Exercise aim
Only one span of the listing below is wanted: the lines from the one with "match self.await_turn(events, exit_rx).await" through the one with "state::write_iteration(&self.paths, &stats)?;", reproduced exactly, both ends kept.

====

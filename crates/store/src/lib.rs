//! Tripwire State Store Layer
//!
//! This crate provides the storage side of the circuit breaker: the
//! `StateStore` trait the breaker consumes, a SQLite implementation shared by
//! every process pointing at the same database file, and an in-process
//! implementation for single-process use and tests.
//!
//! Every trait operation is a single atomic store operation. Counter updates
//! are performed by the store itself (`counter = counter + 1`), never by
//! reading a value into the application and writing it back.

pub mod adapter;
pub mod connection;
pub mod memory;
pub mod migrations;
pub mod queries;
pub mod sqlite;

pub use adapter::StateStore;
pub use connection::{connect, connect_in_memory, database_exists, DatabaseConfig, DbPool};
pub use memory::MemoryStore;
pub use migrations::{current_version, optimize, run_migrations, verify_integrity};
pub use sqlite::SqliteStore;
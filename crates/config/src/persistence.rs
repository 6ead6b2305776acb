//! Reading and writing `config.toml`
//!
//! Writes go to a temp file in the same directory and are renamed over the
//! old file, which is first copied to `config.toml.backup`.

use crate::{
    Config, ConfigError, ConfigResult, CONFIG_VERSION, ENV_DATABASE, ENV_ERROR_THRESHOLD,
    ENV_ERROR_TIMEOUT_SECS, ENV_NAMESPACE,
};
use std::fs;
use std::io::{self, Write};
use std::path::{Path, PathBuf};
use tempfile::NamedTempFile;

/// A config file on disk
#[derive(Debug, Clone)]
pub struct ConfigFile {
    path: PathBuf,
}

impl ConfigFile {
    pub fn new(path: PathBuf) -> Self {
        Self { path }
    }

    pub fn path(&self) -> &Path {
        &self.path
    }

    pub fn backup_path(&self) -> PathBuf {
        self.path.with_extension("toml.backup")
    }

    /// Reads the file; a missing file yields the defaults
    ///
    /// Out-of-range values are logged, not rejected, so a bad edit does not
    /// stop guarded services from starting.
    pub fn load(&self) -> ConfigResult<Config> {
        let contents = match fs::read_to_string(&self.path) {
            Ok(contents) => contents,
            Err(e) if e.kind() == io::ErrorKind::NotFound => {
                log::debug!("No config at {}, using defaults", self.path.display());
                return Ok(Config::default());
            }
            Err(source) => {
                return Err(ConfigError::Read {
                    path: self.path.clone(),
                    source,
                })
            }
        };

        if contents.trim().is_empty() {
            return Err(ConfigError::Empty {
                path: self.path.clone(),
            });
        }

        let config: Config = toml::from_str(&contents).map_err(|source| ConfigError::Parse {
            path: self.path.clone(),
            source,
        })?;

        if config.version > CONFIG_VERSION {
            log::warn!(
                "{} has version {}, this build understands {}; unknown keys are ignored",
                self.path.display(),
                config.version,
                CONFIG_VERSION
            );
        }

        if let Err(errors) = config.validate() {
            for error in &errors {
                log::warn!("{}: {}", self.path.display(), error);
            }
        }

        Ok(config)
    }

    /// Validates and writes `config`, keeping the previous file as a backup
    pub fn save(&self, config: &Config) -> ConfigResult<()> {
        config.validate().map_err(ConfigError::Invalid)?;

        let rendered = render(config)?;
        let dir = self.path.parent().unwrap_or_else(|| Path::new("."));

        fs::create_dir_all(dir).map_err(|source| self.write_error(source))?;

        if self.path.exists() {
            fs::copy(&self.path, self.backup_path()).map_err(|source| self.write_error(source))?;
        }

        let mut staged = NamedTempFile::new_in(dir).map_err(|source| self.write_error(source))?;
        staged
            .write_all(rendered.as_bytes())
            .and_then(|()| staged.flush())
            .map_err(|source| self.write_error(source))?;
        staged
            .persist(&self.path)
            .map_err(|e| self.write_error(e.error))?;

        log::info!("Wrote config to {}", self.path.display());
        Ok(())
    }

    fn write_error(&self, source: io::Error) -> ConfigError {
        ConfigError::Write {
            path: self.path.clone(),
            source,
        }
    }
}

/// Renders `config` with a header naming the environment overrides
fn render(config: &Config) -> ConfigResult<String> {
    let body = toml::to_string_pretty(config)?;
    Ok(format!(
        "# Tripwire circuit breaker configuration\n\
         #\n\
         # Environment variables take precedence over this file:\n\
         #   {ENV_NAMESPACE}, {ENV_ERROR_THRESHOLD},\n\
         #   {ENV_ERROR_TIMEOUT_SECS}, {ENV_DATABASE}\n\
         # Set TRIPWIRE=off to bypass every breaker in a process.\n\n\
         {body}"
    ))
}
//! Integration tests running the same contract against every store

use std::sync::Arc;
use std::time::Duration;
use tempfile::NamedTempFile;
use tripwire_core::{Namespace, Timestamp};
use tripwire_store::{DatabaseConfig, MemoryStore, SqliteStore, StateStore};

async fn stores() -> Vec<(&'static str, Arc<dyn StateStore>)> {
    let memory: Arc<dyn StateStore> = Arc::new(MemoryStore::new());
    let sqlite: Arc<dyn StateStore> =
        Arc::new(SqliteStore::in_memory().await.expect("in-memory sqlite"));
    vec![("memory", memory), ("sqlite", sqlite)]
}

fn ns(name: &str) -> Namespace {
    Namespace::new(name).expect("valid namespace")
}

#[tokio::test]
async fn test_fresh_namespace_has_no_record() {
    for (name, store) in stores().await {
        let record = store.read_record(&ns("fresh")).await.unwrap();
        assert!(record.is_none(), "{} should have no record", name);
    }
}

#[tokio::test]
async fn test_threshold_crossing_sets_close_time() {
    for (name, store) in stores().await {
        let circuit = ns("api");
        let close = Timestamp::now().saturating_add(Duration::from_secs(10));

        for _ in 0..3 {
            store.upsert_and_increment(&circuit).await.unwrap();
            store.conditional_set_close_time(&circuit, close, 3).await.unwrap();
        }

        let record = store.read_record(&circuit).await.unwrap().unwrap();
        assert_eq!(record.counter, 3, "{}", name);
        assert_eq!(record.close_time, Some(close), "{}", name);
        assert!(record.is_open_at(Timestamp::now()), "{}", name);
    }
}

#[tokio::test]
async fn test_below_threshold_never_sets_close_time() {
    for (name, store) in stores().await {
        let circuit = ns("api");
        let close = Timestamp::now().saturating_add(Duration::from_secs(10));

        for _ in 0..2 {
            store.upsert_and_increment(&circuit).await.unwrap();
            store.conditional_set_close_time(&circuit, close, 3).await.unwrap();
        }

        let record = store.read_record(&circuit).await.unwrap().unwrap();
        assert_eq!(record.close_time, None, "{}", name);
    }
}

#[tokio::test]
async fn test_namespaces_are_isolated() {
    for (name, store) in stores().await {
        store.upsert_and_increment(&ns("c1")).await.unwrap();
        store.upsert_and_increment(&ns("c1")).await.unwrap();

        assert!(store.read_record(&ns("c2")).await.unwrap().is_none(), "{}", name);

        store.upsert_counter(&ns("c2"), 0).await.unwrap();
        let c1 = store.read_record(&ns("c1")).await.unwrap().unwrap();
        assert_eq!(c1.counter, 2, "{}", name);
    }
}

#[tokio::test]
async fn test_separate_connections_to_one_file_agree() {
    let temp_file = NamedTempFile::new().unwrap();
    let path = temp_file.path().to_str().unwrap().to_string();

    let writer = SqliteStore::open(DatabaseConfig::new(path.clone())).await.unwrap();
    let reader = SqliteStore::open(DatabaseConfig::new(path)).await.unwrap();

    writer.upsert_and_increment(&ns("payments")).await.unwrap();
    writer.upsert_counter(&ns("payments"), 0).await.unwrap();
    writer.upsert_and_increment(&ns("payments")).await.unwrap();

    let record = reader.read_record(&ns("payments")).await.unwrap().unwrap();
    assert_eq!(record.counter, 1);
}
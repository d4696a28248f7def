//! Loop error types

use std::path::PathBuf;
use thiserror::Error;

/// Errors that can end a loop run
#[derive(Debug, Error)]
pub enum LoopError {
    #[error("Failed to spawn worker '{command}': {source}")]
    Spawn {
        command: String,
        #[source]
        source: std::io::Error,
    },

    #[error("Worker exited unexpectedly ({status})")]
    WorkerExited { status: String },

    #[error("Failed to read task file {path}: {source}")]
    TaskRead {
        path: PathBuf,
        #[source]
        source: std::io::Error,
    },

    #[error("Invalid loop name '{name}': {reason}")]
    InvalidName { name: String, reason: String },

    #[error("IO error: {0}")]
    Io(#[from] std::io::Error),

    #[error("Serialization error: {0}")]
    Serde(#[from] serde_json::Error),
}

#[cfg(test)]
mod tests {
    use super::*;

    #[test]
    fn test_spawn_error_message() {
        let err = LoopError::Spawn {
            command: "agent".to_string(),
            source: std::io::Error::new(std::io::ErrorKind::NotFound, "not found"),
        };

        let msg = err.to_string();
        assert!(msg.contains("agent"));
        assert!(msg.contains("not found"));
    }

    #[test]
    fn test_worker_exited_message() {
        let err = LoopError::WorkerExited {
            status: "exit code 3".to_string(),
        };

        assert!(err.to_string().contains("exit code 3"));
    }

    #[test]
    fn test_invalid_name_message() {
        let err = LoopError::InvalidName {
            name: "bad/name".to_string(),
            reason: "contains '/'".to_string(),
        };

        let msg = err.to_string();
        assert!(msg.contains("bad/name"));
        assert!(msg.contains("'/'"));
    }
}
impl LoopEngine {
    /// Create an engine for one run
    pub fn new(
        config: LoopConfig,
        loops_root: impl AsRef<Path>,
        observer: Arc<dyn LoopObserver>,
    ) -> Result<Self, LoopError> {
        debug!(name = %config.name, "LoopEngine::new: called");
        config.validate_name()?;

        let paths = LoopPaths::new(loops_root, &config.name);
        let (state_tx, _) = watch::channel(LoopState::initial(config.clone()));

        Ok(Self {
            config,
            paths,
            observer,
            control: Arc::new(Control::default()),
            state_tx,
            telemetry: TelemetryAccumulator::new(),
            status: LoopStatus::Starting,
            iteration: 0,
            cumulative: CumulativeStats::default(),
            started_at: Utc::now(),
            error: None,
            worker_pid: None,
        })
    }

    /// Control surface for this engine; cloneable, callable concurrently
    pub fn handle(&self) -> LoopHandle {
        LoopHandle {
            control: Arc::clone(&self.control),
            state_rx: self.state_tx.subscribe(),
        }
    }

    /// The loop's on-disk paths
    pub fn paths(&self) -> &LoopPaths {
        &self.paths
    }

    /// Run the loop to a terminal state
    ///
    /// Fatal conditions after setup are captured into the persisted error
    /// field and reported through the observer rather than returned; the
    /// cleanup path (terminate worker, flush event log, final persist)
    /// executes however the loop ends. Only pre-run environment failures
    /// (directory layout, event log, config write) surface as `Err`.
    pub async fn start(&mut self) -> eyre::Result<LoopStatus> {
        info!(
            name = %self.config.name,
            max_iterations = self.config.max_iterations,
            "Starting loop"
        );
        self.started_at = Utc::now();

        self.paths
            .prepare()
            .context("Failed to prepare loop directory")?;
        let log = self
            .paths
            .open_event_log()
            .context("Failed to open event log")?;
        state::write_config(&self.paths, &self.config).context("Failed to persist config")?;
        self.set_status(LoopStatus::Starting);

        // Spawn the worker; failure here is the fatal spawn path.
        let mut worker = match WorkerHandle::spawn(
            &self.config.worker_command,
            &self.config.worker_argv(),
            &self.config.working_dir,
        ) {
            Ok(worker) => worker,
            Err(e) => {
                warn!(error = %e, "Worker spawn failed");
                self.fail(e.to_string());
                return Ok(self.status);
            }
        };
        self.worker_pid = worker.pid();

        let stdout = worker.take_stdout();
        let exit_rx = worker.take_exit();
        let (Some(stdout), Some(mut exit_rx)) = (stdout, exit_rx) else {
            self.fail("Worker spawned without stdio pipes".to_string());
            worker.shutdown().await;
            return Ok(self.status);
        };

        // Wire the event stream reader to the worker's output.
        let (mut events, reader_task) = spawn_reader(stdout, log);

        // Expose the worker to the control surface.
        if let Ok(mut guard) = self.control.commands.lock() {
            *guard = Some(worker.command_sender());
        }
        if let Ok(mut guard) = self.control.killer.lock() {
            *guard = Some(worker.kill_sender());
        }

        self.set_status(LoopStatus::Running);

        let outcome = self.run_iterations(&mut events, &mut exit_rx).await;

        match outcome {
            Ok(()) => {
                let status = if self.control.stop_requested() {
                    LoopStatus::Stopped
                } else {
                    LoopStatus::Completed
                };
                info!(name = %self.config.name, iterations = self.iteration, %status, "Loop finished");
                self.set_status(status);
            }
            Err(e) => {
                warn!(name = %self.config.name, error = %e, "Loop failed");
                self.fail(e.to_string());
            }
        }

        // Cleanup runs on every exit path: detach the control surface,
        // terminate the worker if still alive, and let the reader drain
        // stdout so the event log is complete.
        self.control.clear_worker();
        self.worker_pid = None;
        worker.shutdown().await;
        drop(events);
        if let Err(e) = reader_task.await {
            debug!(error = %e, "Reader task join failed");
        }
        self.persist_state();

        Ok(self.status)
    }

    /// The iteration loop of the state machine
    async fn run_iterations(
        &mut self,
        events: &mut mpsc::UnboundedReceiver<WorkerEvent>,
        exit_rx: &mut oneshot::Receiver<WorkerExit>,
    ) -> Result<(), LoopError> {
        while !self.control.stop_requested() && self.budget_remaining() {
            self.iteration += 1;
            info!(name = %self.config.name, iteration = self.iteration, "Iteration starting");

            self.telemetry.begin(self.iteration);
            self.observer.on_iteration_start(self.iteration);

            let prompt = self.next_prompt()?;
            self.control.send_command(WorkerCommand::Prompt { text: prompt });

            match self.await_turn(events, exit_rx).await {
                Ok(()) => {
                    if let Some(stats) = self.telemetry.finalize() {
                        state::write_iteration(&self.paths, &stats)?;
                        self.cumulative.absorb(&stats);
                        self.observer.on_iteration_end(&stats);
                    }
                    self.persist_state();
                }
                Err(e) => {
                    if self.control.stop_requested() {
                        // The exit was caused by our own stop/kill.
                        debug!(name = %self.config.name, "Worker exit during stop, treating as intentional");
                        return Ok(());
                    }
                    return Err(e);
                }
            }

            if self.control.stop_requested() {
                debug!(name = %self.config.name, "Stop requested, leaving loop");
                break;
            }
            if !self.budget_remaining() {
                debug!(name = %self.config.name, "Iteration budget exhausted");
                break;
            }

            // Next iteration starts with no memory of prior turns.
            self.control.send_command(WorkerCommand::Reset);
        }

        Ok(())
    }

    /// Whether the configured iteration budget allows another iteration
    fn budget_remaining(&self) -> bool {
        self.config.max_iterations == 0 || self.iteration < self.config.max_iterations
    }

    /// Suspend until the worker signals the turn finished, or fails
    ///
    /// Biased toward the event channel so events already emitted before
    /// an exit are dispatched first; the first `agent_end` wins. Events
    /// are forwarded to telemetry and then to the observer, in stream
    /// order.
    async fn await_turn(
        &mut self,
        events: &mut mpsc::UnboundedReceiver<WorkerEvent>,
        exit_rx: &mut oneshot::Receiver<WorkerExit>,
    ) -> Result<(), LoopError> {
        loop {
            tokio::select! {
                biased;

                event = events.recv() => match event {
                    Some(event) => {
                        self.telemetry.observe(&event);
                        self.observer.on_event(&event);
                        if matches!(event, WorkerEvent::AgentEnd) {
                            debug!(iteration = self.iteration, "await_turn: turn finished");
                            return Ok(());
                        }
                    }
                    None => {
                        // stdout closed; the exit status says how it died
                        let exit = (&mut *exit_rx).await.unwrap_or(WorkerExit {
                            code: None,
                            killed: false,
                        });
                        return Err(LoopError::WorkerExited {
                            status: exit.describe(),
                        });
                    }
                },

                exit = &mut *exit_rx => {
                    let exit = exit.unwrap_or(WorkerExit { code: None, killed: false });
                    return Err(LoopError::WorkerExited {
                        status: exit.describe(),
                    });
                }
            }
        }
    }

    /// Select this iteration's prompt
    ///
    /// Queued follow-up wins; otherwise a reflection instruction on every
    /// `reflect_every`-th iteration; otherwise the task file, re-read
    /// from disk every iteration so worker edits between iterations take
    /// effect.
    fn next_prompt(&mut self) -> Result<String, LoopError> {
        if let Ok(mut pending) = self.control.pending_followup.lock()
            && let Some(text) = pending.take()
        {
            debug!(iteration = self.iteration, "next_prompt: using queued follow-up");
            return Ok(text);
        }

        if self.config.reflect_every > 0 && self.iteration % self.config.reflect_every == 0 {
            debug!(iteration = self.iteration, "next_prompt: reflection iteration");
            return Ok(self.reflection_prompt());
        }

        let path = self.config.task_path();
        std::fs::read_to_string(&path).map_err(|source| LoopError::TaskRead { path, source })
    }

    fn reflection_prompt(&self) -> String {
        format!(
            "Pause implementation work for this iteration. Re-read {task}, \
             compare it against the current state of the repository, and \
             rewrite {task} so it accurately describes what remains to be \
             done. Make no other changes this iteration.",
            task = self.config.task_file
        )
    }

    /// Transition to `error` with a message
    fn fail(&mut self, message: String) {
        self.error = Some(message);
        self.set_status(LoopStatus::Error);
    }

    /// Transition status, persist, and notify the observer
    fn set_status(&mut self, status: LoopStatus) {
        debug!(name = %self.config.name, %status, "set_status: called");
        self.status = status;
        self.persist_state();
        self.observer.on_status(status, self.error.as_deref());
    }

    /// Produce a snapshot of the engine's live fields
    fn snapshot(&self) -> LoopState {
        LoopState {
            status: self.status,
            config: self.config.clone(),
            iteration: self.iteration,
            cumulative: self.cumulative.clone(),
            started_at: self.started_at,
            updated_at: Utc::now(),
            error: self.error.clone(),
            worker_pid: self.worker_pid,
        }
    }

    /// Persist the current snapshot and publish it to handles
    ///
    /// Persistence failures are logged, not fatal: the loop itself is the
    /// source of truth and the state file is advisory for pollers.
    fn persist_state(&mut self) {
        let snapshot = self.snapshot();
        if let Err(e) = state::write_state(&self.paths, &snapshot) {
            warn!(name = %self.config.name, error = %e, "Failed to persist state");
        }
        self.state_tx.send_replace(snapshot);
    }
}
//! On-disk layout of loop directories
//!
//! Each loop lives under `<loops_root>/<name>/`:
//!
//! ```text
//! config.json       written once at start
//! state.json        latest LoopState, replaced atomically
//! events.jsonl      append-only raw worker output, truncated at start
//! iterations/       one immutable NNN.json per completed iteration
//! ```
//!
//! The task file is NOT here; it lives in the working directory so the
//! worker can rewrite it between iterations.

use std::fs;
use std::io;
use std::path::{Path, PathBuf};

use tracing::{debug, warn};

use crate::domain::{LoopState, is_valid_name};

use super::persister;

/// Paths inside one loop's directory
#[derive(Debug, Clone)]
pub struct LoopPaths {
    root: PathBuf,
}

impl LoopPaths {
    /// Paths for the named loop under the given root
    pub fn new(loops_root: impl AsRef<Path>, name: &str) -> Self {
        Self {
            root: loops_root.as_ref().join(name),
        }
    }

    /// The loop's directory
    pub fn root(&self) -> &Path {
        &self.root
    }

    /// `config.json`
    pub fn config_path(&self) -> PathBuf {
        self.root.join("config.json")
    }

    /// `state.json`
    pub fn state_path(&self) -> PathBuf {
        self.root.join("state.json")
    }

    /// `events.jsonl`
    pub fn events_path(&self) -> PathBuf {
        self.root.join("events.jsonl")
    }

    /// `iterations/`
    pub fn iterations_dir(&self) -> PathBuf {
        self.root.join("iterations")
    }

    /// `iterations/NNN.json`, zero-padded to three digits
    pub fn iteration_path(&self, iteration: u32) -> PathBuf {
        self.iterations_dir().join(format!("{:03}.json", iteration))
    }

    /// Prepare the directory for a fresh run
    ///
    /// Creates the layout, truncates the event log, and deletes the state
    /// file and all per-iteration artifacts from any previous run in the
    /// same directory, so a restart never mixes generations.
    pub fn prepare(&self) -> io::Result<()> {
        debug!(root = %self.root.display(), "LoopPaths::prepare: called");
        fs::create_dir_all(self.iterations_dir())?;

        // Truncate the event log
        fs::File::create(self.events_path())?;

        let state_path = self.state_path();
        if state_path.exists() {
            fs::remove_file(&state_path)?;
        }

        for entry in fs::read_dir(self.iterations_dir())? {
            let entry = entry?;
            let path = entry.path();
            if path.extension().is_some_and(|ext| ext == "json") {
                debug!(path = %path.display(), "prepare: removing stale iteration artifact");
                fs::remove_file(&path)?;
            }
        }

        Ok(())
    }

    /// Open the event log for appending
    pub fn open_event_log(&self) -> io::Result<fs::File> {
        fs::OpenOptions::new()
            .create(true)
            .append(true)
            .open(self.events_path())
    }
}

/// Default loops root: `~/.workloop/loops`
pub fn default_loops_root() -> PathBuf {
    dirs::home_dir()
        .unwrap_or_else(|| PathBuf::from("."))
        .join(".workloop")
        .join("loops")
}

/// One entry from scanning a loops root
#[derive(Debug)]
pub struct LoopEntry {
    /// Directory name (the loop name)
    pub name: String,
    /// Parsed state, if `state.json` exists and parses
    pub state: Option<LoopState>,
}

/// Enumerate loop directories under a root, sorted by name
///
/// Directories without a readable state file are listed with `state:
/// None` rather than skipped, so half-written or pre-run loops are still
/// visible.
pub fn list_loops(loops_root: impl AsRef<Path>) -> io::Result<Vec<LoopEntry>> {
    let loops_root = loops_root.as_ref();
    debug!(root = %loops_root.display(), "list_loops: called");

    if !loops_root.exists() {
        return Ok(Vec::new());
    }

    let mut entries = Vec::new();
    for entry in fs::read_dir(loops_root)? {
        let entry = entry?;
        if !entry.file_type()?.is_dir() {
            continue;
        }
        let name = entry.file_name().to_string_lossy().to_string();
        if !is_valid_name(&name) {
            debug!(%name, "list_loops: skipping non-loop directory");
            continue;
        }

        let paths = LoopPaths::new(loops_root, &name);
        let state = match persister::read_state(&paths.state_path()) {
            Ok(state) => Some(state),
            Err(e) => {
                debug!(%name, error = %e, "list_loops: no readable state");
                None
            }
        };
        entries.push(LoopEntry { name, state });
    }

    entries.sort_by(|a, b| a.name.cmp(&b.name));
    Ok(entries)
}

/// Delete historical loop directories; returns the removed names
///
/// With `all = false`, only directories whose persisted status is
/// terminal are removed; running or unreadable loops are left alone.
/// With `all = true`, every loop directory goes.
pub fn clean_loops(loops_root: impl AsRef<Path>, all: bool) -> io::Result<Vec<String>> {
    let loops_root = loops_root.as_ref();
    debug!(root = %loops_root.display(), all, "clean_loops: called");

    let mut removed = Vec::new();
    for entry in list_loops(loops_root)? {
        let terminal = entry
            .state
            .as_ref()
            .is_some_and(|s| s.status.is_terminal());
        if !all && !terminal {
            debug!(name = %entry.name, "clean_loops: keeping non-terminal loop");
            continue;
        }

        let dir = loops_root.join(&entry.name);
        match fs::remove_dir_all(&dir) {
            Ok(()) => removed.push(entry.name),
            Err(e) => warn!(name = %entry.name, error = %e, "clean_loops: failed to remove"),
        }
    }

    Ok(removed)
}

====

Answer section
            match self.await_turn(events, exit_rx).await {
                Ok(()) => {
                    if let Some(stats) = self.telemetry.finalize() {
                        state::write_iteration(&self.paths, &stats)?;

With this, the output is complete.